# WHAT THIS TASK INVOLVES:
Go through the records and copy each line where the string "VoiceServiceProvider" occurs.

# Source records:

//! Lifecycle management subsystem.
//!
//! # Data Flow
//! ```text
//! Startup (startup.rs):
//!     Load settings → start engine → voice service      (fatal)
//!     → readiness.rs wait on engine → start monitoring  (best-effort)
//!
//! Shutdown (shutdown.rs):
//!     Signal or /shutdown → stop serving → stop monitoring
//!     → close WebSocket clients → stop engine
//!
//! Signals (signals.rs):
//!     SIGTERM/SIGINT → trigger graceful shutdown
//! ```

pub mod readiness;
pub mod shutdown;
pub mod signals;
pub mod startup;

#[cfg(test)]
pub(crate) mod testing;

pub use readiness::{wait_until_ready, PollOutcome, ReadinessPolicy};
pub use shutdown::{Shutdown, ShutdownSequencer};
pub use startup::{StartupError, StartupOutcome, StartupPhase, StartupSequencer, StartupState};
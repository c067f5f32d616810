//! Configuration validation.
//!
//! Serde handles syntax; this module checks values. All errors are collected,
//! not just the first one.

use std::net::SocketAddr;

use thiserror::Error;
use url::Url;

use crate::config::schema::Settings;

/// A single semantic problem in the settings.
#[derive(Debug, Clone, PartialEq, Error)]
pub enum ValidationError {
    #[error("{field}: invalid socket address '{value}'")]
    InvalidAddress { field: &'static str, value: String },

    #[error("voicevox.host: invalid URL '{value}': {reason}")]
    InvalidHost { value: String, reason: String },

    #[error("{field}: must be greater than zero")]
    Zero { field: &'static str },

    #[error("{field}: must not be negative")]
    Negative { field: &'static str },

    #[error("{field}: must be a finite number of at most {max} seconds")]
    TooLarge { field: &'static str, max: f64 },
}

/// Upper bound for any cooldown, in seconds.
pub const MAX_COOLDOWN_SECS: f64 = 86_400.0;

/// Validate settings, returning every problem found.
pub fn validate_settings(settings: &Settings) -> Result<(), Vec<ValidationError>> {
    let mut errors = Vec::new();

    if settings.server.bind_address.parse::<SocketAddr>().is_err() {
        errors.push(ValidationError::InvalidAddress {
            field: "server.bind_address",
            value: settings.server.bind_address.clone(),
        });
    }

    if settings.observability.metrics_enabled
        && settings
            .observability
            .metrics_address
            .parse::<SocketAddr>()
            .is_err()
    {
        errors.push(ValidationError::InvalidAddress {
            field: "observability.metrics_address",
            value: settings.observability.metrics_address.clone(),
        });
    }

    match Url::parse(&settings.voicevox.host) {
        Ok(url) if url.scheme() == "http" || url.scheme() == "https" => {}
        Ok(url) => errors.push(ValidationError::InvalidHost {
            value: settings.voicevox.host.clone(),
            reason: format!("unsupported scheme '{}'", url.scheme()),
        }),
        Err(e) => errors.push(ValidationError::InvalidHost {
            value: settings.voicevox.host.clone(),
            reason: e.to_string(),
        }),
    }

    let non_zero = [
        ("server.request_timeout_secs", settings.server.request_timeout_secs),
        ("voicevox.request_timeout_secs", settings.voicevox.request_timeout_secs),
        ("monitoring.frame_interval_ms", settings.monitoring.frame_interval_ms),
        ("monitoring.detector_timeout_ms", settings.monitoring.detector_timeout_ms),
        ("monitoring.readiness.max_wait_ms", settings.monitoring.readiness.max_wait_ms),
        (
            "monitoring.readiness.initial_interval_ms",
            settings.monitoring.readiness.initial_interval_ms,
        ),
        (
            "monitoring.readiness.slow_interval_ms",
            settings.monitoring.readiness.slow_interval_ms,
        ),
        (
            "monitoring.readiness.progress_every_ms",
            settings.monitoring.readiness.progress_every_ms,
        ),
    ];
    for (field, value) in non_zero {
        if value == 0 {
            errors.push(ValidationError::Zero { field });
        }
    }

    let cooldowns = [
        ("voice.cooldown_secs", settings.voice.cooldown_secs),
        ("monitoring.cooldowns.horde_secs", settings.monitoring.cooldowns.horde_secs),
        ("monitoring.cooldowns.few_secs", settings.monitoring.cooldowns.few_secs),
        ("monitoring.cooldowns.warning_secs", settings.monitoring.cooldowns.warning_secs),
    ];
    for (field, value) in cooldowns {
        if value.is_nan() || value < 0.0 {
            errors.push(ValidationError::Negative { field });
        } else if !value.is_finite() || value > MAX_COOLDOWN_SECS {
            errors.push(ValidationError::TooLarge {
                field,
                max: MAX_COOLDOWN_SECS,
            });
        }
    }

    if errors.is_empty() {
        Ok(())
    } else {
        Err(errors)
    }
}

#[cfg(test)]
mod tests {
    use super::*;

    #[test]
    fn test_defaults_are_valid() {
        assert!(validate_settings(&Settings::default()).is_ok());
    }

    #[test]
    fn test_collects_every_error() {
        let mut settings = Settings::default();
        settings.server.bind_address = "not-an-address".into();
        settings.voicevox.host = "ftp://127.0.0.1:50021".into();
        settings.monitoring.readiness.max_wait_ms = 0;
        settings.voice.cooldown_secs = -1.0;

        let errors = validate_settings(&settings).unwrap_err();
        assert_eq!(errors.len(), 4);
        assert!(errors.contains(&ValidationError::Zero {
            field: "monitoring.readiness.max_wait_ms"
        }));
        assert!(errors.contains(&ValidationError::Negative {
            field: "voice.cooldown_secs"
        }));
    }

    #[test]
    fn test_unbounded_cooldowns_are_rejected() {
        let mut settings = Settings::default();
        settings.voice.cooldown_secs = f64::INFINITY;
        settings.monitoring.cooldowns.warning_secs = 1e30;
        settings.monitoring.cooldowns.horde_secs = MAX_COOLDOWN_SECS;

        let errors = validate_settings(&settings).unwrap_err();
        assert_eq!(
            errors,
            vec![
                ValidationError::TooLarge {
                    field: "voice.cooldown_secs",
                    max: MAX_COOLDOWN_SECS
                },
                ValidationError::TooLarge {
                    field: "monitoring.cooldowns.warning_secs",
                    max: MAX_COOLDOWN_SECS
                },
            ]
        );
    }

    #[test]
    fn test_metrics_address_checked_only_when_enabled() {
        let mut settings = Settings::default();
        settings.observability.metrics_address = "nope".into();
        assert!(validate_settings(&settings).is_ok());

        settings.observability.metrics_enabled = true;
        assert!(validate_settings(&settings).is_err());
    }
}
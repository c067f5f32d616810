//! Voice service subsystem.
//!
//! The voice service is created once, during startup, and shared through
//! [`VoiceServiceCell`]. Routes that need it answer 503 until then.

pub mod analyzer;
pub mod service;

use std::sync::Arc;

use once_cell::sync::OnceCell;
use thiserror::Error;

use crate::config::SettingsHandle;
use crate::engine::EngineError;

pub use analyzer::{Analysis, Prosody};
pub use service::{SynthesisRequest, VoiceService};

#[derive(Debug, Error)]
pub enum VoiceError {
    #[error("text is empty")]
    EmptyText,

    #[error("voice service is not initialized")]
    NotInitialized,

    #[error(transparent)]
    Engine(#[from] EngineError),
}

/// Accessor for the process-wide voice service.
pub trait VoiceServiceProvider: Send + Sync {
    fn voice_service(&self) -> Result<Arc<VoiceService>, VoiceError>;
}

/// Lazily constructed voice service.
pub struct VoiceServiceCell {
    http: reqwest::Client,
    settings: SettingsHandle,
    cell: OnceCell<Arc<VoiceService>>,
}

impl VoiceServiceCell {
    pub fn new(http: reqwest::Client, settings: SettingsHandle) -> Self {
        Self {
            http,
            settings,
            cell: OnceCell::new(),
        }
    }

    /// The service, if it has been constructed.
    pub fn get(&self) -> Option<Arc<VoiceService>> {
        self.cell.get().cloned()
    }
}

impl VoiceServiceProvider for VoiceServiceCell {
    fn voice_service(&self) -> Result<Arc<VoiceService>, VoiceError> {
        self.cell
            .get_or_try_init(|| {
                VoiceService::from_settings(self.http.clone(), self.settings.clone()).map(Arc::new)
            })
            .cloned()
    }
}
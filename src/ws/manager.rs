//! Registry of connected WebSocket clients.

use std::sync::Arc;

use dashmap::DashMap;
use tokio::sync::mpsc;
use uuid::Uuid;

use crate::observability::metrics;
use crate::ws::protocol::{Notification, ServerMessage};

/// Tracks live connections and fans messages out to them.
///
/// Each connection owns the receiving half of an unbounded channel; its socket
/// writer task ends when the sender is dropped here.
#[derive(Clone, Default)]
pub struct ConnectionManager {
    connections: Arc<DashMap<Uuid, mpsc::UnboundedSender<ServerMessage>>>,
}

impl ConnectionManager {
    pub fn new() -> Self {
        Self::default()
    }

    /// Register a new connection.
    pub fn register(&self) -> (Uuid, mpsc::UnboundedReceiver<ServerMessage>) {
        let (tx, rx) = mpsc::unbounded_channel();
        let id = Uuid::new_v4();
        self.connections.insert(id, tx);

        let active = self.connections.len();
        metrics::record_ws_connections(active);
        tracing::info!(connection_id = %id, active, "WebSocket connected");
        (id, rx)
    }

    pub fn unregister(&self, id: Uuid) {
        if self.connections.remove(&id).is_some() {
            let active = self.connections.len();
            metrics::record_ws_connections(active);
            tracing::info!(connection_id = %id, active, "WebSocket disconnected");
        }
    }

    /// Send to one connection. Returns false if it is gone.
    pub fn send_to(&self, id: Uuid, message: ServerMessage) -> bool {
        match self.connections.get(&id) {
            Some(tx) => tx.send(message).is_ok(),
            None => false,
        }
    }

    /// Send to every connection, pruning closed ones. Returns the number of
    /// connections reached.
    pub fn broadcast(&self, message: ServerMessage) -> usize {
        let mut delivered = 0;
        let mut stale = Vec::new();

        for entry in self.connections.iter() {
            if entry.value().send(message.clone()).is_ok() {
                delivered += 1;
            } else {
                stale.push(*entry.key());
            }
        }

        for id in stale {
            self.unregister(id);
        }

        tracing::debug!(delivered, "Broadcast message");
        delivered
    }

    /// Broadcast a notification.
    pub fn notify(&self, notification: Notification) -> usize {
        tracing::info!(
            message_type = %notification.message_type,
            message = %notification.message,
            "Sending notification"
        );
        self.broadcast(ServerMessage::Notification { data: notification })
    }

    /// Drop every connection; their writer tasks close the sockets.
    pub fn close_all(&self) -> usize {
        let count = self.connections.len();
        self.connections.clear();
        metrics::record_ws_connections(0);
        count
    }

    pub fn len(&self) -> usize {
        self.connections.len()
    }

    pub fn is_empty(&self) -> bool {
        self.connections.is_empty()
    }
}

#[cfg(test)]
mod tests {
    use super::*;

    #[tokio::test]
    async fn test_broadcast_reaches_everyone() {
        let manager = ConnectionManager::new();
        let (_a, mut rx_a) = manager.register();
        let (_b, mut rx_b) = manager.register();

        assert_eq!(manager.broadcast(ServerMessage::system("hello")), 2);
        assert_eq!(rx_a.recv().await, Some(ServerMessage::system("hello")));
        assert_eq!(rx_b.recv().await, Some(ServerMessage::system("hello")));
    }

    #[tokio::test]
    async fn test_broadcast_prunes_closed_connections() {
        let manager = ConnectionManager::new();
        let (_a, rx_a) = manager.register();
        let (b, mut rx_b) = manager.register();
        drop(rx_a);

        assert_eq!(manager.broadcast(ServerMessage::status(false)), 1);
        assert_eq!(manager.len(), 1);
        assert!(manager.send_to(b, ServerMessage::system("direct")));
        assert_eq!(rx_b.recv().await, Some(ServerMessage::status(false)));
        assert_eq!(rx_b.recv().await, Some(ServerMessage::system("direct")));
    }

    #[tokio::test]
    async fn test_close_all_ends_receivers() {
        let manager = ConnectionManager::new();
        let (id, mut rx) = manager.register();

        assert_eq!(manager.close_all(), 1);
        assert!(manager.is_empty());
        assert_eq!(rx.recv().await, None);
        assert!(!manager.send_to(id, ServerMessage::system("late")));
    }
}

# RESPONSE BELOW:
pub trait VoiceServiceProvider: Send + Sync {
impl VoiceServiceProvider for VoiceServiceCell {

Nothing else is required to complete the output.